FILE--This undated artist sketch shows the skyjacker known as D.B. Cooper from recollections of the passengers and crew of a Northwest Airlines jet he hijacked between Portland and Seattle on Thanksgiving eve in 1971. Nearly 50 years after skyjacker D.B. Cooper vanished out the back of a Boeing 727 into freezing Northwest rain, wearing a business suit, a parachute and a pack with $200,000 in cash, a crime historian is conducting a dig on the banks of the Columbia River in Vancouver, Washington, in search of evidence. (AP-Photo/File)

PORTLAND, Ore. (KOIN) – It happened 51 years ago Thursday. A man the world knows as D.B. Cooper walked into the Portland International Airport the day before Thanksgiving, paid $20 for a one-way ticket to Seattle and became the most infamous skyjacker in U.S. history. 

The case has never been solved. 

In 1971, Dan Cooper (who became known as D.B. Cooper) hijacked that jet bound for Seattle and when it landed, Cooper exchanged the passengers for $200,000 and four parachutes. 

Cooper demanded to be flown to Mexico.
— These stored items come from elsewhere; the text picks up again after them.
//! Error Types
//!
//! This module defines the error types used throughout the crate.
//!
//! # Overview
//!
//! The main error type [`VoxError`] covers all failure modes including:
//! - Template expansion failures (includes, parameters, directives)
//! - Assembly code-generation failures (register pressure, program size)
//! - Native driver compile/link rejections
//!
//! # Usage
//!
//! All public APIs return [`Result<T>`] which is an alias for
//! `std::result::Result<T, VoxError>`.

use thiserror::Error;

/// The pipeline stage a native-driver diagnostic originated from.
#[derive(Debug, Clone, Copy, PartialEq, Eq, Hash)]
pub enum CompileStage {
    /// Vertex program compilation.
    Vertex,
    /// Fragment program compilation.
    Fragment,
    /// Program link step.
    Link,
}

impl std::fmt::Display for CompileStage {
    fn fmt(&self, f: &mut std::fmt::Formatter<'_>) -> std::fmt::Result {
        match self {
            Self::Vertex => write!(f, "vertex"),
            Self::Fragment => write!(f, "fragment"),
            Self::Link => write!(f, "link"),
        }
    }
}

/// The main error type for the voxtrace pipeline.
///
/// Each variant carries enough context to surface a useful diagnostic
/// without the caller re-deriving which stage failed.
#[derive(Error, Debug)]
pub enum VoxError {
    // ========================================================================
    // Template Expansion Errors
    // ========================================================================
    /// A template key was not found in the registry.
    #[error("Template not found: {0}")]
    TemplateNotFound(String),

    /// An `#include` directive referenced a fragment that is not registered.
    #[error("Unresolved include \"{include}\" in template \"{template}\"")]
    UnresolvedInclude {
        /// Template containing the directive
        template: String,
        /// The missing fragment key
        include: String,
    },

    /// Include resolution re-entered a fragment already on the include stack.
    #[error("Circular include detected: {chain}")]
    CircularInclude {
        /// The include chain, outermost first (e.g. `a -> b -> a`)
        chain: String,
    },

    /// A compile-time parameter the template declares was not supplied.
    #[error("Missing compile-time parameter \"{name}\" for template \"{template}\"")]
    MissingParameter {
        /// Template being expanded
        template: String,
        /// Name of the absent parameter
        name: String,
    },

    /// A template control block failed to parse or evaluate.
    #[error("Malformed directive in template \"{template}\": {message}")]
    MalformedDirective {
        /// Template being expanded
        template: String,
        /// Engine-provided detail
        message: String,
    },

    // ========================================================================
    // Code Generation Errors
    // ========================================================================
    /// A hardware register file overflowed during assignment.
    #[error("Register file exhausted: {file} (limit {limit})")]
    RegisterExhausted {
        /// Which register file overflowed (`constant`, `temporary`, `texcoord`, ...)
        file: &'static str,
        /// The configured hardware limit
        limit: u32,
    },

    /// The generated assembly exceeds the hardware instruction ceiling.
    #[error("Generated program too large: {count} instructions (limit {limit})")]
    ProgramTooLarge {
        /// Instructions the program would need
        count: usize,
        /// The configured ceiling
        limit: usize,
    },

    /// A logical name survived resolution without a declaration.
    #[error("Unresolved symbol \"{name}\" in generated source")]
    UnresolvedSymbol {
        /// The marker name left behind
        name: String,
    },

    // ========================================================================
    // Native Compilation Errors
    // ========================================================================
    /// The native driver rejected the generated source.
    ///
    /// Never retried with altered parameters; surfaced to the caller as-is.
    #[error("Driver compile error at {stage} stage: {message}")]
    CompileError {
        /// Pipeline stage the driver reported the failure for
        stage: CompileStage,
        /// The driver's diagnostic log
        message: String,
        /// The generated source that was rejected, when available
        source_text: Option<String>,
    },
}

/// Alias for `Result<T, VoxError>`.
pub type Result<T> = std::result::Result<T, VoxError>;
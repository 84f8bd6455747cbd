//! Ray-Casting Compositor
//!
//! The front-to-back volumetric compositing algorithm, expressed once as
//! the reference semantics for both shader backends. Conceptually this
//! runs once per covered screen fragment; fragments are independent, so
//! the whole function is pure.
//!
//! Traversal is fixed-iteration with per-iteration skip: the step count is
//! a compile-time parameter on the GPU side, and skipped samples (clipped,
//! missing, out of range) contribute nothing rather than ending the ray.
//! Breaking out early at opacity saturation is a pure optimization: every
//! post-saturation step is defined to contribute nothing.

use glam::{Mat4, Vec3};

use super::{
    ALPHA_SATURATION, ClipMode, ClipPlane, Interpolation, TransferFunction, VolumeTexture,
};

/// Per-ray accumulation state. Created at the start of traversal,
/// discarded at the end; never persisted.
#[derive(Debug, Clone, Copy)]
pub struct RayState {
    /// Premultiplied accumulated colour.
    pub colour: Vec3,
    /// Accumulated opacity, non-decreasing, in [0, 1].
    pub opacity: f32,
    /// Depth of the first contributing sample, once one exists.
    pub depth: Option<f32>,
}

impl RayState {
    #[must_use]
    pub fn new() -> Self {
        Self {
            colour: Vec3::ZERO,
            opacity: 0.0,
            depth: None,
        }
    }
}

impl Default for RayState {
    fn default() -> Self {
        Self::new()
    }
}

/// What a contributing fragment writes back.
#[derive(Debug, Clone, Copy, PartialEq)]
pub struct FragmentOutput {
    /// Premultiplied RGB plus accumulated opacity.
    pub colour: glam::Vec4,
    /// Screen-space depth in [0, 1].
    pub depth: f32,
}

/// Deterministic per-fragment dither in [0, 1).
///
/// A hash of the integer fragment coordinate, not randomness: the same
/// fragment always gets the same phase offset, which is what removes the
/// wood-grain banding of fixed-phase sampling without making output
/// nondeterministic.
#[must_use]
pub fn dither_hash(x: u32, y: u32) -> f32 {
    let mut h = x.wrapping_mul(0x9E37_79B9) ^ y.wrapping_mul(0x85EB_CA6B);
    h ^= h >> 16;
    h = h.wrapping_mul(0x7FEB_352D);
    h ^= h >> 15;
    h = h.wrapping_mul(0x846C_A68B);
    h ^= h >> 16;
    (h & 0x00FF_FFFF) as f32 / 16_777_216.0
}

/// One fragment's ray march through a volume.
#[derive(Debug, Clone, Copy)]
pub struct RayCaster<'a> {
    pub volume: &'a VolumeTexture,
    pub transfer: &'a TransferFunction,
    pub interpolation: Interpolation,
    pub clip_planes: &'a [ClipPlane],
    pub clip_mode: ClipMode,
    /// Texture-space advance per step.
    pub step: Vec3,
    /// Iteration bound; the compile-time unroll count on the assembly side.
    pub num_steps: u32,
    /// Global opacity blend factor.
    pub blend_factor: f32,
    /// Scales the dither offset; 1.0 gives the full one-step jitter.
    pub dither_scale: f32,
    /// Texture space to clip space, for first-hit depth recovery.
    pub depth_xform: Mat4,
}

impl RayCaster<'_> {
    /// Casts the ray for the fragment at `frag`, starting at `start` in
    /// texture space.
    ///
    /// Returns `None` when no sample contributed; the fragment must be
    /// discarded, which is distinct from compositing a fully transparent
    /// black pixel.
    #[must_use]
    pub fn cast(&self, frag: (u32, u32), start: Vec3) -> Option<FragmentOutput> {
        let dither = dither_hash(frag.0, frag.1) * self.dither_scale;
        let mut pos = start + self.step * dither;
        let mut state = RayState::new();

        for _ in 0..self.num_steps {
            if state.opacity >= ALPHA_SATURATION {
                break;
            }
            if !VolumeTexture::contains(pos) {
                break;
            }
            self.composite_sample(&mut state, pos);
            pos += self.step;
        }

        let depth = state.depth?;
        Some(FragmentOutput {
            colour: state.colour.extend(state.opacity),
            depth,
        })
    }

    /// Evaluates one sample and folds it into the accumulation state.
    fn composite_sample(&self, state: &mut RayState, pos: Vec3) {
        if self.clipped(pos) {
            return;
        }

        let raw = self.volume.sample(pos, self.interpolation);
        // NaN and threshold-clipped samples are rejected inside the
        // transfer function, before any compositing arithmetic.
        let Some(colour) = self.transfer.shade(raw) else {
            return;
        };

        let sample_alpha = 1.0 - (1.0 - raw.clamp(0.0, 1.0)).powf(self.blend_factor);
        let weight = (1.0 - state.opacity) * sample_alpha;
        state.colour += colour * weight;
        state.opacity += (1.0 - state.opacity) * sample_alpha;

        if state.depth.is_none() {
            state.depth = Some(self.project_depth(pos));
        }
    }

    /// Clip-plane membership for one sample position.
    fn clipped(&self, pos: Vec3) -> bool {
        let active = self.clip_planes.len() as u32;
        let clipped = self
            .clip_planes
            .iter()
            .filter(|plane| plane.clips(pos))
            .count() as u32;
        self.clip_mode.skips(clipped, active)
    }

    /// Projects a texture-space position to a [0, 1] window depth.
    fn project_depth(&self, pos: Vec3) -> f32 {
        let clip = self.depth_xform * pos.extend(1.0);
        let ndc_z = if clip.w.abs() < f32::EPSILON {
            clip.z
        } else {
            clip.z / clip.w
        };
        (ndc_z * 0.5 + 0.5).clamp(0.0, 1.0)
    }
}

/// Shades a single sample for the 2D slice path.
///
/// Shares the transfer chain with the 3D path, which is what keeps slice
/// and volume output consistent for the same data. `None` means discard.
#[must_use]
pub fn shade_slice(
    volume: &VolumeTexture,
    transfer: &TransferFunction,
    interpolation: Interpolation,
    pos: Vec3,
) -> Option<glam::Vec4> {
    if !VolumeTexture::contains(pos) {
        return None;
    }
    let raw = volume.sample(pos, interpolation);
    transfer.shade(raw).map(|rgb| rgb.extend(1.0))
}

#[cfg(test)]
mod tests {
    use super::*;

    fn caster<'a>(
        volume: &'a VolumeTexture,
        transfer: &'a TransferFunction,
        planes: &'a [ClipPlane],
    ) -> RayCaster<'a> {
        RayCaster {
            volume,
            transfer,
            interpolation: Interpolation::Nearest,
            clip_planes: planes,
            clip_mode: ClipMode::Intersection,
            step: Vec3::new(0.0, 0.0, 0.05),
            num_steps: 32,
            blend_factor: 2.0,
            dither_scale: 0.0,
            depth_xform: Mat4::IDENTITY,
        }
    }

    #[test]
    fn dither_is_deterministic_and_bounded() {
        for (x, y) in [(0, 0), (1, 0), (511, 640), (1920, 1080)] {
            let a = dither_hash(x, y);
            let b = dither_hash(x, y);
            assert_eq!(a, b);
            assert!((0.0..1.0).contains(&a), "dither {a} out of range");
        }
        assert_ne!(dither_hash(10, 20), dither_hash(11, 20));
    }

    #[test]
    fn empty_volume_yields_no_contribution() {
        // All-NaN data: every sample is rejected before compositing.
        let volume = VolumeTexture::filled([4, 4, 4], f32::NAN);
        let transfer = TransferFunction::default();
        let caster = caster(&volume, &transfer, &[]);
        assert_eq!(caster.cast((0, 0), Vec3::new(0.5, 0.5, 0.0)), None);
    }

    #[test]
    fn contributing_ray_reports_first_hit_depth() {
        let volume = VolumeTexture::filled([4, 4, 4], 0.8);
        let transfer = TransferFunction::default();
        let caster = caster(&volume, &transfer, &[]);
        let out = caster.cast((3, 7), Vec3::new(0.5, 0.5, 0.0)).unwrap();
        assert!(out.colour.w > 0.0);
        // First sample sits at z=0 -> ndc depth 0.5 under the identity transform.
        assert!((out.depth - 0.5).abs() < 1e-5);
    }

    #[test]
    fn opacity_is_monotone_and_bounded() {
        let volume = VolumeTexture::filled([4, 4, 4], 0.6);
        let transfer = TransferFunction::default();
        let caster = caster(&volume, &transfer, &[]);

        let mut state = RayState::new();
        let mut previous = 0.0;
        let mut pos = Vec3::new(0.5, 0.5, 0.0);
        for _ in 0..64 {
            caster.composite_sample(&mut state, pos);
            assert!(state.opacity >= previous);
            assert!((0.0..=1.0).contains(&state.opacity));
            previous = state.opacity;
            pos += caster.step;
        }
    }

    #[test]
    fn slice_shading_discards_outside_the_texture() {
        let volume = VolumeTexture::filled([4, 4, 1], 0.5);
        let transfer = TransferFunction::default();
        assert!(
            shade_slice(
                &volume,
                &transfer,
                Interpolation::Nearest,
                Vec3::new(0.5, 0.5, 0.0)
            )
            .is_some()
        );
        assert_eq!(
            shade_slice(
                &volume,
                &transfer,
                Interpolation::Nearest,
                Vec3::new(1.5, 0.5, 0.0)
            ),
            None
        );
    }
}
//! Program Cache
//!
//! Central owner of all compiled shader programs. Drives the full pipeline
//! on a cache miss (expand, resolve, generate, native compile/link) and
//! memoizes the result by `(identity, compile-time fingerprint, backend)`.
//!
//! # Concurrency
//!
//! Cache hits take a read lock only, so concurrent hits never block each
//! other. Misses serialize through a compile mutex (driver contexts are
//! single-threaded-bound) with a double-check after acquisition, so a key
//! is compiled at most once. There is no cancellation and no retry: a
//! failed compile is reported to the caller and any previously cached
//! program for the identity stays untouched.

use std::sync::Arc;
use std::sync::atomic::{AtomicBool, AtomicU64, Ordering};

use parking_lot::{Mutex, RwLock};
use rustc_hash::FxHashMap;

use crate::backend::{BackendKind, FinalProgramSource, ShaderBackend, StageInput};
use crate::binding::BindingTable;
use crate::errors::{CompileStage, Result, VoxError};
use crate::params::ParameterSet;
use crate::template::{TemplateRegistry, expand};

/// Registry keys of one backend's vertex/fragment template pair.
#[derive(Debug, Clone)]
pub struct StagePair {
    pub vertex_key: String,
    pub fragment_key: String,
}

impl StagePair {
    #[must_use]
    pub fn new(vertex_key: &str, fragment_key: &str) -> Self {
        Self {
            vertex_key: vertex_key.to_string(),
            fragment_key: fragment_key.to_string(),
        }
    }
}

/// Names the stage templates behind one shader identity, per backend.
///
/// Each backend authors its own stage templates (the targets are
/// structurally incompatible), so an identity maps to two pairs; the cache
/// picks the pair matching its backend strategy.
#[derive(Debug, Clone)]
pub struct ProgramDescriptor {
    /// Identity string, e.g. `volume3d`.
    pub identity: String,
    pub structured: StagePair,
    pub assembly: StagePair,
}

impl ProgramDescriptor {
    #[must_use]
    pub fn new(identity: &str, structured: StagePair, assembly: StagePair) -> Self {
        Self {
            identity: identity.to_string(),
            structured,
            assembly,
        }
    }

    #[must_use]
    pub fn stage_keys(&self, backend: BackendKind) -> &StagePair {
        match backend {
            BackendKind::Structured => &self.structured,
            BackendKind::Assembly => &self.assembly,
        }
    }
}

/// Opaque driver-allocated program object.
#[derive(Debug, Clone, Copy, PartialEq, Eq, Hash)]
pub struct ProgramHandle(pub u64);

/// A compiled program plus everything a draw call needs to feed it.
#[derive(Debug)]
pub struct CompiledProgram {
    pub handle: ProgramHandle,
    pub bindings: BindingTable,
    pub backend: BackendKind,
    /// Compile-time parameter fingerprint this program was built for.
    pub fingerprint: u128,
    /// Final generated source, kept for diagnostics.
    pub source: FinalProgramSource,
}

/// A native-driver diagnostic from a rejected compile or link.
#[derive(Debug, Clone)]
pub struct DriverDiagnostic {
    pub stage: CompileStage,
    pub log: String,
}

/// The native graphics driver's compile/link entry point.
///
/// The crate itself never talks to a driver; embedders implement this over
/// their context, and tests use [`MockCompiler`].
pub trait NativeCompiler: Send + Sync {
    fn compile_link(
        &self,
        source: &FinalProgramSource,
        backend: BackendKind,
    ) -> std::result::Result<ProgramHandle, DriverDiagnostic>;
}

#[derive(Debug, Clone, PartialEq, Eq, Hash)]
struct ProgramKey {
    identity: String,
    fingerprint: u128,
    backend: BackendKind,
}

/// Compiled-program store, keyed by identity and compile-time fingerprint.
pub struct ProgramCache {
    registry: Arc<TemplateRegistry>,
    backend: Box<dyn ShaderBackend>,
    compiler: Arc<dyn NativeCompiler>,
    descriptors: FxHashMap<String, ProgramDescriptor>,
    programs: RwLock<FxHashMap<ProgramKey, Arc<CompiledProgram>>>,
    compile_lock: Mutex<()>,
    compile_count: AtomicU64,
}

impl ProgramCache {
    #[must_use]
    pub fn new(
        registry: Arc<TemplateRegistry>,
        backend: Box<dyn ShaderBackend>,
        compiler: Arc<dyn NativeCompiler>,
    ) -> Self {
        Self {
            registry,
            backend,
            compiler,
            descriptors: FxHashMap::default(),
            programs: RwLock::new(FxHashMap::default()),
            compile_lock: Mutex::new(()),
            compile_count: AtomicU64::new(0),
        }
    }

    /// Registers a shader identity. Startup-time only, like the template
    /// registry itself.
    pub fn register_program(&mut self, descriptor: ProgramDescriptor) {
        self.descriptors
            .insert(descriptor.identity.clone(), descriptor);
    }

    #[must_use]
    pub fn backend_kind(&self) -> BackendKind {
        self.backend.kind()
    }

    /// Returns the cached program for `(identity, params)`, compiling it on
    /// first request.
    ///
    /// Re-requesting an equal key is guaranteed not to recompile; the same
    /// `Arc` comes back. Errors propagate unchanged: never swallowed, never
    /// retried with altered parameters.
    pub fn get_or_compile(
        &self,
        identity: &str,
        params: &ParameterSet,
    ) -> Result<Arc<CompiledProgram>> {
        let descriptor = self
            .descriptors
            .get(identity)
            .ok_or_else(|| VoxError::TemplateNotFound(identity.to_string()))?;

        let key = ProgramKey {
            identity: identity.to_string(),
            fingerprint: params.fingerprint(),
            backend: self.backend.kind(),
        };

        if let Some(program) = self.programs.read().get(&key) {
            return Ok(Arc::clone(program));
        }

        let _guard = self.compile_lock.lock();
        // Another thread may have compiled this key while we waited.
        if let Some(program) = self.programs.read().get(&key) {
            return Ok(Arc::clone(program));
        }

        log::debug!(
            "compiling {identity} ({:?}, fingerprint {:032x})",
            key.backend,
            key.fingerprint
        );

        let stages = descriptor.stage_keys(key.backend);
        let vertex_tpl = self.registry.get(&stages.vertex_key)?;
        let fragment_tpl = self.registry.get(&stages.fragment_key)?;
        let vertex_exp = expand(&self.registry, vertex_tpl, params)?;
        let fragment_exp = expand(&self.registry, fragment_tpl, params)?;

        let resolved = self.backend.resolve(
            &self.registry,
            StageInput {
                template: vertex_tpl,
                expanded: &vertex_exp,
            },
            StageInput {
                template: fragment_tpl,
                expanded: &fragment_exp,
            },
            params,
        )?;
        let (source, bindings) = self.backend.generate(resolved)?;

        self.compile_count.fetch_add(1, Ordering::Relaxed);
        let handle = self
            .compiler
            .compile_link(&source, key.backend)
            .map_err(|diag| {
                log::debug!(
                    "driver rejected {identity} at {} stage:\n{}",
                    diag.stage,
                    diag.log
                );
                let rejected = match diag.stage {
                    CompileStage::Vertex => Some(source.vertex.clone()),
                    CompileStage::Fragment => Some(source.fragment.clone()),
                    CompileStage::Link => None,
                };
                VoxError::CompileError {
                    stage: diag.stage,
                    message: diag.log,
                    source_text: rejected,
                }
            })?;

        let program = Arc::new(CompiledProgram {
            handle,
            bindings,
            backend: key.backend,
            fingerprint: key.fingerprint,
            source,
        });
        self.programs
            .write()
            .insert(key, Arc::clone(&program));
        Ok(program)
    }

    /// Number of cached programs.
    #[must_use]
    pub fn len(&self) -> usize {
        self.programs.read().len()
    }

    #[must_use]
    pub fn is_empty(&self) -> bool {
        self.programs.read().is_empty()
    }

    /// How many times the full pipeline ran (cache misses reaching the
    /// native compiler).
    #[must_use]
    pub fn compile_count(&self) -> u64 {
        self.compile_count.load(Ordering::Relaxed)
    }
}

// ─── Mock Compiler ───────────────────────────────────────────────────────────

/// A counting stand-in for the native driver.
///
/// Hands out sequential handles and records every invocation; tests assert
/// on [`MockCompiler::calls`] to prove cache hits bypass the driver.
#[derive(Debug, Default)]
pub struct MockCompiler {
    calls: AtomicU64,
    fail: AtomicBool,
}

impl MockCompiler {
    #[must_use]
    pub fn new() -> Self {
        Self::default()
    }

    /// Total `compile_link` invocations.
    #[must_use]
    pub fn calls(&self) -> u64 {
        self.calls.load(Ordering::Relaxed)
    }

    /// Makes every subsequent compile fail with a canned diagnostic.
    pub fn set_fail(&self, fail: bool) {
        self.fail.store(fail, Ordering::Relaxed);
    }
}

impl NativeCompiler for MockCompiler {
    fn compile_link(
        &self,
        _source: &FinalProgramSource,
        _backend: BackendKind,
    ) -> std::result::Result<ProgramHandle, DriverDiagnostic> {
        let call = self.calls.fetch_add(1, Ordering::Relaxed);
        if self.fail.load(Ordering::Relaxed) {
            return Err(DriverDiagnostic {
                stage: CompileStage::Link,
                log: "mock driver: compilation disabled".to_string(),
            });
        }
        Ok(ProgramHandle(call + 1))
    }
}
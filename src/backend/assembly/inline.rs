//! Subroutine Inlining
//!
//! The assembly target has no call/return, so named helper routines are
//! macro-expanded textually at each call site. A call line
//!
//! ```text
//! %call arb/shade_sample $texel, $colour, $alpha
//! ```
//!
//! splices the routine's body with every formal parameter name substituted
//! for the caller's actual argument text. Internal temporaries get a fresh
//! per-call-site namespace so two expansions of the same routine never
//! collide in the register allocator.
//!
//! Routine fragments live in the template registry and run through the
//! normal expander first, so their bodies may use the same compile-time
//! control blocks as stage templates. The first line of the expanded body
//! must be a `%routine <name> <formals>` header.

use crate::errors::{Result, VoxError};
use crate::params::ParameterSet;
use crate::template::{TemplateRegistry, expand};

/// Nested-expansion bound; a routine that still produces `%call` lines this
/// deep is recursive.
const MAX_INLINE_DEPTH: usize = 32;

/// Result of inlining one stage.
#[derive(Debug, Clone)]
pub struct InlineOutput {
    /// The stage source with every `%call` line replaced by routine bodies.
    pub source: String,
    /// Registry keys of every routine that was pulled in, in first-use order.
    pub routines: Vec<String>,
}

/// Expands every `%call` line in `source` until none remain.
pub fn inline_calls(
    registry: &TemplateRegistry,
    params: &ParameterSet,
    stage_key: &str,
    source: &str,
) -> Result<InlineOutput> {
    let mut current = source.to_string();
    let mut routines: Vec<String> = Vec::new();
    let mut call_site = 0u32;

    for _depth in 0..MAX_INLINE_DEPTH {
        if !current.contains("%call") {
            return Ok(InlineOutput {
                source: current,
                routines,
            });
        }

        let mut out = String::with_capacity(current.len());
        for line in current.lines() {
            let trimmed = line.trim();
            if let Some(rest) = trimmed.strip_prefix("%call") {
                let (key, actuals) = parse_call(stage_key, rest)?;
                let body = expand_routine(registry, params, stage_key, key, &actuals, call_site)?;
                call_site += 1;
                if !routines.iter().any(|k| k == key) {
                    routines.push(key.to_string());
                }
                out.push_str(&body);
            } else {
                out.push_str(line);
                out.push('\n');
            }
        }
        current = out;
    }

    Err(VoxError::CircularInclude {
        chain: format!("{stage_key}: routine expansion exceeded depth {MAX_INLINE_DEPTH}"),
    })
}

/// Splits `%call <key> <arg>, <arg>, ...` into key and argument texts.
fn parse_call<'a>(stage_key: &str, rest: &'a str) -> Result<(&'a str, Vec<&'a str>)> {
    let rest = rest.trim();
    let (key, args) = rest.split_once(char::is_whitespace).unwrap_or((rest, ""));
    if key.is_empty() {
        return Err(VoxError::MalformedDirective {
            template: stage_key.to_string(),
            message: "%call without a routine key".to_string(),
        });
    }
    let actuals: Vec<&str> = if args.trim().is_empty() {
        Vec::new()
    } else {
        args.split(',').map(str::trim).collect()
    };
    Ok((key, actuals))
}

/// Expands one routine template and substitutes one call site.
fn expand_routine(
    registry: &TemplateRegistry,
    params: &ParameterSet,
    stage_key: &str,
    key: &str,
    actuals: &[&str],
    call_site: u32,
) -> Result<String> {
    let template = registry.get(key).map_err(|_| VoxError::UnresolvedInclude {
        template: stage_key.to_string(),
        include: key.to_string(),
    })?;
    let expanded = expand(registry, template, params)?;

    let mut lines = expanded.as_str().lines();
    let header = lines
        .by_ref()
        .find(|l| !l.trim().is_empty() && !l.trim().starts_with('#'))
        .unwrap_or("");
    let formals = parse_routine_header(key, header)?;

    if formals.len() != actuals.len() {
        return Err(VoxError::MalformedDirective {
            template: stage_key.to_string(),
            message: format!(
                "routine {key} takes {} arguments, call supplies {}",
                formals.len(),
                actuals.len()
            ),
        });
    }

    let mut body = String::new();
    for line in lines {
        body.push_str(&substitute_tokens(line, &formals, actuals, call_site));
        body.push('\n');
    }
    Ok(body)
}

/// Parses `%routine <name> <formal>, <formal>, ...`, returning formal names
/// without their `$` sigil.
fn parse_routine_header<'a>(key: &str, header: &'a str) -> Result<Vec<&'a str>> {
    let rest = header
        .trim()
        .strip_prefix("%routine")
        .ok_or_else(|| VoxError::MalformedDirective {
            template: key.to_string(),
            message: "routine fragment must start with a %routine header".to_string(),
        })?;
    let rest = rest.trim();
    let (_name, args) = rest.split_once(char::is_whitespace).unwrap_or((rest, ""));
    if args.trim().is_empty() {
        return Ok(Vec::new());
    }
    args.split(',')
        .map(|formal| {
            formal
                .trim()
                .strip_prefix('$')
                .ok_or_else(|| VoxError::MalformedDirective {
                    template: key.to_string(),
                    message: format!("routine formal \"{}\" must start with $", formal.trim()),
                })
        })
        .collect()
}

/// Rewrites every `$ident` token in `line`: formals become the caller's
/// argument text, everything else moves into the call site's namespace.
fn substitute_tokens(line: &str, formals: &[&str], actuals: &[&str], call_site: u32) -> String {
    let mut out = String::with_capacity(line.len());
    let mut chars = line.char_indices().peekable();
    while let Some((i, c)) = chars.next() {
        if c != '$' {
            out.push(c);
            continue;
        }
        let start = i + 1;
        let mut end = start;
        while let Some(&(j, nc)) = chars.peek() {
            if nc.is_ascii_alphanumeric() || nc == '_' {
                end = j + nc.len_utf8();
                chars.next();
            } else {
                break;
            }
        }
        let ident = &line[start..end];
        if ident.is_empty() {
            out.push('$');
        } else if let Some(pos) = formals.iter().position(|f| *f == ident) {
            out.push_str(actuals[pos]);
        } else {
            out.push_str(&format!("$c{call_site}_{ident}"));
        }
    }
    out
}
While flying in the escape plane over Southwest Washington, he parachuted out, vanishing into thin air with the money. 

He was never seen again. 

However, two weeks ago, an amateur D.B. Cooper investigator revealed new leads in the case

Eric Ulis shared a picture of Vince Peterson who died in 2002. Ulis said he traced a rare form of titanium found on the black tie that D.B. Cooper left on the Boeing 727 to a laboratory where Peterson worked near Pittsburgh, Penn.